OBJETS LIBRES

OBJETS DE LA RECHERCHE

Les travaux sur les objets libres consistent à penser, d’abord dans un contexte artistique, que la création d’objets de recherche ne remplit pas exactement la même fonction qu’une œuvre d’art, même s’ils convoquent des expressions communes de forme, d’invention ou encore de prise de risque. En revanche ces créations de recherche sont particulières puisqu’elles ne semblent parfois pas tout à fait agir comme des productions de recherche au sens strict, notamment parce qu’elles emploient un langage formel. Si sa tentative de définition pose la question très ouverte de « qu’est-ce qui fait recherche, comment, où et avec quoi », l’hypothèse serait d’accepter le principe que ladite recherche vise tout simplement à la production de connaissances. Plus précisément on pourrait alors tester des critères établis pour évaluer – et donc indirectement définir – la recherche fondamentale : critère de nouveauté, de créativité, d’incertitude, de systématisation et de transférabilité.

Les travaux sur les objets libres ont pour objectif de considérer ce périmètre et de discuter l’impact, d’une part, contraignant et, d’autre part, motivant de cette critérisation.

La spatialisation de cet environnement permet de dresser un diagramme très simple à l’intérieur duquel on peut alors tester la particularité et la porosité des territoires ainsi définis entre une œuvre, un objet de recherche, un artiste et un chercheur en particulier.

USAGE DE L’ART

Ensuite il s’agit de voir comment ces objets particuliers participent au sujet même des travaux ici conduits, à savoir étudier comment la conception de l’œuvre d’art doit être dissociée de celle de l’objet artistique. Autrement dit, il est des objets artistiques qui n’agissent pas dans les sphères qui accueillent en général les œuvres. Cette seule constatation pose très simplement la question des nouvelles attentions qui se dessinent actuellement à l’égard de l’usage de l’art dans un contexte absorbé à juste titre par la chute des écosystèmes.

AVOIR DU JEU

Le laboratoire est donc un espace atelier dédié à des expériences souvent très pratiques de construction, de montage, de discussion, de captation et d’échange qui permet d’observer comment les objets ont du jeu. Du jeu parce que cette logique du faire (recherche-action, recherche expérimentale, donc) permet d’observer comment l’objet créé fait avec les contraintes et les nécessités, comment il s’en amuse, comment sa mobilité interagit avec celles des autres et comment il construit sa propre mésologie. Si ces objets sont dits libres c’est aussi parce qu’il s’agit d’observer comment la mobilité met au débat l’autorité et l’indépendance de penser, l’opportunisme, l’adaptabilité, la polyvalence et la faculté de rebond.

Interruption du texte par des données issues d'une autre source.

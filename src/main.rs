use std::net::SocketAddr;
use std::sync::Arc;

use anyhow::Context;
use clap::Parser;

mod config;
mod handlers;
mod logging;
mod metrics;
mod middleware;
mod server;

use config::{Args, MonitorConfig};
use metrics::sampler::{self, SysinfoProbe};

/// Shared application state available to every handler via `State<Arc<AppState>>`.
pub struct AppState {
    /// Central metrics engine. The observer pushes requests, the sampler
    /// pushes resource snapshots, handlers read derived views.
    pub metrics: Arc<metrics::MetricsCollector>,

    /// Sampler cadence, SSE cadence and alert thresholds.
    pub config: MonitorConfig,

    /// Secret for POST /api/performance/reset; `None` disables reset.
    pub api_key: Option<String>,
}

#[tokio::main]
async fn main() -> anyhow::Result<()> {
    let args = Args::parse();
    logging::init(&args.log_level);

    let monitor_config = args.monitor_config();

    // ── 1. Build shared state ────────────────────────────────────
    let collector = Arc::new(metrics::MetricsCollector::new());
    let state = Arc::new(AppState {
        metrics: collector.clone(),
        config: monitor_config.clone(),
        api_key: args.api_key.clone(),
    });
    if state.api_key.is_none() {
        tracing::warn!("PERFORMANCE_API_KEY not set; metrics reset is disabled");
    }

    // ── 2. Start resource sampling ───────────────────────────────
    let probe = SysinfoProbe::new().context("failed to initialise resource probe")?;
    let monitor = sampler::start_monitoring(collector, probe, monitor_config);

    // ── 3. Build Axum router ─────────────────────────────────────
    let app = server::create_router(state);

    // ── 4. Bind & serve ──────────────────────────────────────────
    let addr = args.listen_addr();
    let listener = tokio::net::TcpListener::bind(&addr)
        .await
        .with_context(|| format!("failed to bind to {addr}"))?;

    tracing::info!(%addr, "performance monitor listening");
    tracing::info!("stats     → http://{addr}/api/performance/stats");
    tracing::info!("realtime  → http://{addr}/api/performance/realtime");
    tracing::info!("stream    → http://{addr}/api/performance/stream");

    let served = axum::serve(
        listener,
        app.into_make_service_with_connect_info::<SocketAddr>(),
    )
    .with_graceful_shutdown(shutdown_signal())
    .await;

    // ── 5. Stop timers so they don't hold the process open ───────
    monitor.stop().await;
    tracing::info!("shutdown complete");

    served.context("server exited with error")
}

/// Wait for Ctrl+C or SIGTERM.
async fn shutdown_signal() {
    let ctrl_c = async {
        if let Err(e) = tokio::signal::ctrl_c().await {
            tracing::error!(error = %e, "failed to install Ctrl+C handler");
            std::future::pending::<()>().await;
        }
    };

    #[cfg(unix)]
    let terminate = async {
        match tokio::signal::unix::signal(tokio::signal::unix::SignalKind::terminate()) {
            Ok(mut sig) => {
                sig.recv().await;
            }
            Err(e) => {
                tracing::error!(error = %e, "failed to install SIGTERM handler");
                std::future::pending::<()>().await;
            }
        }
    };

    #[cfg(not(unix))]
    let terminate = std::future::pending::<()>();

    tokio::select! {
        _ = ctrl_c => {},
        _ = terminate => {},
    }
    tracing::info!("shutdown signal received, stopping");
}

Étudier un objet libre consiste à déterminer cette succession de positions et de fonctions.

Dans ce contexte, l’usage et l’étude des objets libres doit permettre de discuter leur implication dans des milieux divers, de considérer leur écologie et leur économie, mais aussi, ce qui simplement fait sens, en dehors de toute vocation utilitaire. Si le sens induit l’étude de la perception, il donne aussi une direction, ou, tout simplement, un pouvoir d’attraction.

MOBY-DICK DANS LE DIAGRAMME

Le projet Moby-Dick à pour objectif d’observer, de tester et d’étudier chaque zone du diagramme et en particulier celles qui sont les plus éloignées du sens courant, par exemple lorsque des objets n’ont plus d’auteur humain (à l’instar des formes de la nature) ou lorsque l’auteur n’est ni « artiste » ni « chercheur » (un pêcheur ou un charpentier) ou encore lorsque l’œuvre se prête à devenir objet-recherche à part entière (Moby-dick). Etc.
Le cas d’exemple du roman de Melville Moby-Dick ou le cachalot, s’avère, en effet, être un terrain de jeu particulièrement adapté, puisqu’il n’y a pas vraiment un sens commun (le dessein d’Achab diffère de celui de son équipage) mais tous œuvrent pour un usage commun (faire fonctionner l’organisation du navire). Le jeu de la navigation convoque un assortiment d’objets à la fonction précise, mais convertible (un cercueil peut devenir une bouée) qui s’appuie sur des savoirs nécessaires à la bonne marche de l’équipage et polyvalents (le charpentier est le couteau suisse de l’équipage).
Melville y décrit les relations complexes d’un groupe d’humains en conflit avec le vivant dans le contexte d’un monde liquide sur le déclin du fait d’une trop forte industrialisation, d’un épuisement des ressources et de l’apparition d’alternatives énergétiques (l’usage de la graisse de baleine va être supplantée par le pétrole).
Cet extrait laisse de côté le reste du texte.